Warner Bros. Discovery Shows Strong FCF and Deleveraging, Analysts Weigh in on Stock Prospects

Credit Suisse analyst Douglas Mitchelson reiterated an Outperform rating on Warner Bros. Discovery, Inc WBD with a price target of $32.

WBD reported 2Q23 revenue $90 million ahead and EBITDA $201 million ahead, driven by outperformance at DTC due to licensing deals timing and higher ARPU following Max relaunch.

The 2Q FCF was $1.722 billion, $789 million ahead of Mitchelson's estimate and $836 million ahead of Street, primarily driven by working capital optimization.

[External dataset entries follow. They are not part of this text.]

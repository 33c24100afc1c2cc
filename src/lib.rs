#![allow(clippy::doc_markdown)] // Allow technical terms like Consul, Nomad in docs
#![allow(clippy::missing_errors_doc)] // Allow public functions without # Errors sections
#![allow(clippy::must_use_candidate)] // Allow methods without must_use when context is clear

//! # compat-matrix
//!
//! Cross-version compatibility harness for an orchestrator and the coordination
//! backend it depends on.
//!
//! ## Overview
//!
//! The orchestrator runs at one fixed version. For every backend release at or above a
//! configured floor, the harness downloads that release, boots a secured single-node
//! backend, points a dev-mode orchestrator at it, submits one representative workload,
//! and waits for it to report running. Each backend release is an independent build in
//! the matrix: its failure is recorded and the matrix moves on (or stops, if configured
//! to).
//!
//! ## Architecture
//!
//! ```text
//! VersionCatalog ──► ArtifactCache ──► MatrixRunner
//!                                        │ per build, inside an IterationScope
//!                                        ├─ DualServiceBootstrapper::start
//!                                        ├─ DualServiceBootstrapper::start_orchestrator
//!                                        └─ WorkloadProbe::run
//! ```
//!
//! Every readiness and status wait goes through [`wait::wait_until`]. Services are owned
//! by [`services::ServiceHandle`]s registered in the iteration's scope as soon as they
//! launch, so teardown happens on every exit path.
//!
//! ## Module Organization
//!
//! - [`catalog`] - release index and build resolution
//! - [`artifact_cache`] - verified, per-version executable cache
//! - [`bootstrap`] - backend then orchestrator startup protocol
//! - [`probe`] - workload submission and status polling
//! - [`matrix`] - the outer loop and its report
//! - [`backend`] / [`orchestrator`] - agent configuration, HTTP clients, launch
//! - [`services`] - process ownership, ports, iteration scope
//! - [`config`] - TOML + environment configuration
//! - [`error`] - structured error handling
//!
//! ## Quick Start
//!
//! ```rust,no_run
//! use compat_matrix::catalog::{HttpReleaseFeed, VersionCatalog};
//! use compat_matrix::config::MatrixConfig;
//! use compat_matrix::matrix::MatrixRunner;
//!
//! # async fn example() -> compat_matrix::Result<()> {
//! let config = MatrixConfig::load(None)?;
//! let feed = HttpReleaseFeed::new(&config.releases)?;
//! let builds = VersionCatalog::new(config.minimum_version_policy()?)
//!     .resolve(&feed)
//!     .await?;
//!
//! let base_dir = std::path::Path::new("/tmp/compat-matrix");
//! let report = MatrixRunner::from_config(&config, base_dir)?.run(builds).await;
//! println!("{report}");
//! # Ok(())
//! # }
//! ```

pub mod api;
pub mod artifact_cache;
pub mod backend;
pub mod bootstrap;
pub mod catalog;
pub mod config;
pub mod constants;
pub mod credentials;
pub mod error;
pub mod logging;
pub mod matrix;
pub mod orchestrator;
pub mod probe;
pub mod services;
pub mod version;
pub mod wait;

pub use artifact_cache::{ArtifactCache, ArtifactSource, CachedArtifact, HttpArtifactSource};
pub use backend::{BackendApi, BackendConfig, ConsulHttpClient};
pub use bootstrap::{BackendSession, DualServiceBootstrapper, ProcessLauncher, ServiceLauncher};
pub use catalog::{Build, BuildSequence, HttpReleaseFeed, Platform, ReleaseFeed, VersionCatalog};
pub use config::{ContinuationPolicy, MatrixConfig};
pub use credentials::CredentialSet;
pub use error::{CompatError, Result};
pub use matrix::{BuildOutcome, BuildStatus, Continuation, MatrixReport, MatrixRunner};
pub use orchestrator::{NomadHttpClient, OrchestratorApi, OrchestratorConfig};
pub use probe::{WorkloadProbe, WorkloadRun};
pub use services::{IterationScope, ServiceHandle};
pub use version::{MinimumVersionPolicy, ReleaseVersion};
pub use wait::{wait_until, WaitPolicy};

The company updated full-year 2023 adjusted EBITDA guidance to be at the low end of the $11 billion - 11.5 billion target range, 2023 FCF to be $4.5 billion -5 billion, and 3Q FCF similar to 2Q's $1.7 billion and raised merger synergy target $1 billion to $5 billion total.

Mitchelson kept 2023-25 EBITDA estimates unchanged. 2023 FCF is increased by $179 million to $4.750 billion, driven by improved working capital and timing benefit from the strike. 

He raised the 2023 adjusted EPS by $0.13 to $2.57 due to 2Q flow through. For 3Q, he now forecasts -1.2 million streaming net adds. 3Q studio performance is fluid, given Barbie's strong box office results but lower internal licensing revenue and the potential impact of strikes. 

KeyBanc analyst Brandon Nispel's reiterated Sector Weight on the stock.

Nispel tweaked his below consensus and guidance EBITDA estimates while boosting his FCF expectations. WBD results had a couple of one-time benefits in 2Q, though the net was mixed. 

From now on, a slow ad market recovery and an uncertain second-half film slate/content pipeline, given the WGA strike, are the key debates. 

While he lauded WBD's attempts to drive FCF and delever, which is beginning to make the stock look very attractive from an EV/EBITDA and EV/FCF perspective, he flagged the Linear TV trajectory where profitability is lower in perpetuity, the long-term profitability of DTC and discounted some strength in Studios. 

Nispel sees guidance commentary on advertising as very negative for Walt Disney Co DISFox Corp FOXA, and Paramount Global  PARA, all of which speak to a second-half recovery in advertising. 

Needham analyst Laura Martin maintained a Hold rating. The analyst flagged a strong FCF of $1.7 billion in 2Q, well above her estimate. WBD repaid $1.6 billion of debt in 2Q and announced a tender offer for another $2.7 billion of debt.

DTC (i.e., Max & Discovery+) reported an adjusted EBITDA loss of $3 million, a $555 million improvement Y/Y on revenue up 13% Y/Y. 

Global ARPU reached $7.71 in 2Q23, up 3% Q/Q. U.S. subscriber losses were 1.3 million Y/Y, and international subscriber losses were 0.5 million Y/Y in 2Q23. DTC ad revenue rose 25% Y/Y in 2Q. 

WBD estimates "about 4 million global overlapping sus with both Discovery+ and HBO Max at 6/30/23", mainly in the U.S. WBD saw several hundred thousand disconnects during 2Q, and this should continue because paying for Max now includes 100% of Discovery+ content.

Price Action: WBD shares traded higher by 7.49% at $13.86 on the last check Friday.